EXTRACTED DATA:
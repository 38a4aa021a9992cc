use axum::Json;
use axum::extract::State;
use axum::http::StatusCode;
use axum_extra::extract::cookie::CookieJar;
use chrono::{Duration, Utc};
use tracing::{info, warn};

use crate::api::extract::ApiJson;
use crate::auth::{self, CurrentUser, Requirement, password, session};
use crate::db::{sessions, users};
use crate::error::AppError;
use crate::models::{LoginRequest, SessionUser};
use crate::state::AppState;

pub async fn login(
    State(state): State<AppState>,
    jar: CookieJar,
    ApiJson(req): ApiJson<LoginRequest>,
) -> Result<(CookieJar, Json<SessionUser>), AppError> {
    if req.email.trim().is_empty() || req.password.is_empty() {
        return Err(AppError::validation("Email and password are required"));
    }

    let user = users::find_user_by_email(&state.db, &req.email).await?;
    let user = match user {
        Some(user) if password::verify_password(&req.password, &user.password_hash) => user,
        _ => {
            warn!(email = %req.email, "failed login attempt");
            return Err(AppError::Unauthorized);
        }
    };

    let purged = sessions::purge_expired_sessions(&state.db, Utc::now()).await?;
    if purged > 0 {
        info!(purged, "expired sessions removed");
    }

    let ttl = Duration::hours(state.config.session_ttl_hours);
    let token = sessions::create_session(&state.db, &user.id, ttl).await?;
    info!(user_id = %user.id, "user signed in");

    let jar = jar.add(session::session_cookie(token, state.config.cookie_secure));
    Ok((jar, Json(SessionUser::from(user))))
}

pub async fn logout(
    State(state): State<AppState>,
    jar: CookieJar,
) -> Result<(CookieJar, StatusCode), AppError> {
    if let Some(token) = session::token_from_jar(&jar) {
        sessions::delete_session(&state.db, &token).await?;
    }
    Ok((session::clear_session_cookie(jar), StatusCode::NO_CONTENT))
}

pub async fn current_session(CurrentUser(user): CurrentUser) -> Result<Json<SessionUser>, AppError> {
    auth::authorize(user.as_ref(), Requirement::Session)?;
    user.map(Json).ok_or(AppError::Unauthorized)
}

ABOUT THIS TASK: All entries above should be duplicated exactly, none omitted.

ANSWER:
repository 38a4aa021a9992cc
use axum::Json;
use axum::extract::State;
use axum::http::StatusCode;
use axum_extra::extract::cookie::CookieJar;
use chrono::{Duration, Utc};
use tracing::{info, warn};

use crate::api::extract::ApiJson;
use crate::auth::{self, CurrentUser, Requirement, password, session};
use crate::db::{sessions, users};
use crate::error::AppError;
use crate::models::{LoginRequest, SessionUser};
use crate::state::AppState;

pub async fn login(
    State(state): State<AppState>,
    jar: CookieJar,
    ApiJson(req): ApiJson<LoginRequest>,
) -> Result<(CookieJar, Json<SessionUser>), AppError> {
    if req.email.trim().is_empty() || req.password.is_empty() {
        return Err(AppError::validation("Email and password are required"));
    }

    let user = users::find_user_by_email(&state.db, &req.email).await?;
    let user = match user {
        Some(user) if password::verify_password(&req.password, &user.password_hash) => user,
        _ => {
            warn!(email = %req.email, "failed login attempt");
            return Err(AppError::Unauthorized);
        }
    };

    let purged = sessions::purge_expired_sessions(&state.db, Utc::now()).await?;
    if purged > 0 {
        info!(purged, "expired sessions removed");
    }

    let ttl = Duration::hours(state.config.session_ttl_hours);
    let token = sessions::create_session(&state.db, &user.id, ttl).await?;
    info!(user_id = %user.id, "user signed in");

    let jar = jar.add(session::session_cookie(token, state.config.cookie_secure));
    Ok((jar, Json(SessionUser::from(user))))
}

pub async fn logout(
    State(state): State<AppState>,
    jar: CookieJar,
) -> Result<(CookieJar, StatusCode), AppError> {
    if let Some(token) = session::token_from_jar(&jar) {
        sessions::delete_session(&state.db, &token).await?;
    }
    Ok((session::clear_session_cookie(jar), StatusCode::NO_CONTENT))
}

pub async fn current_session(CurrentUser(user): CurrentUser) -> Result<Json<SessionUser>, AppError> {
    auth::authorize(user.as_ref(), Requirement::Session)?;
    user.map(Json).ok_or(AppError::Unauthorized)
}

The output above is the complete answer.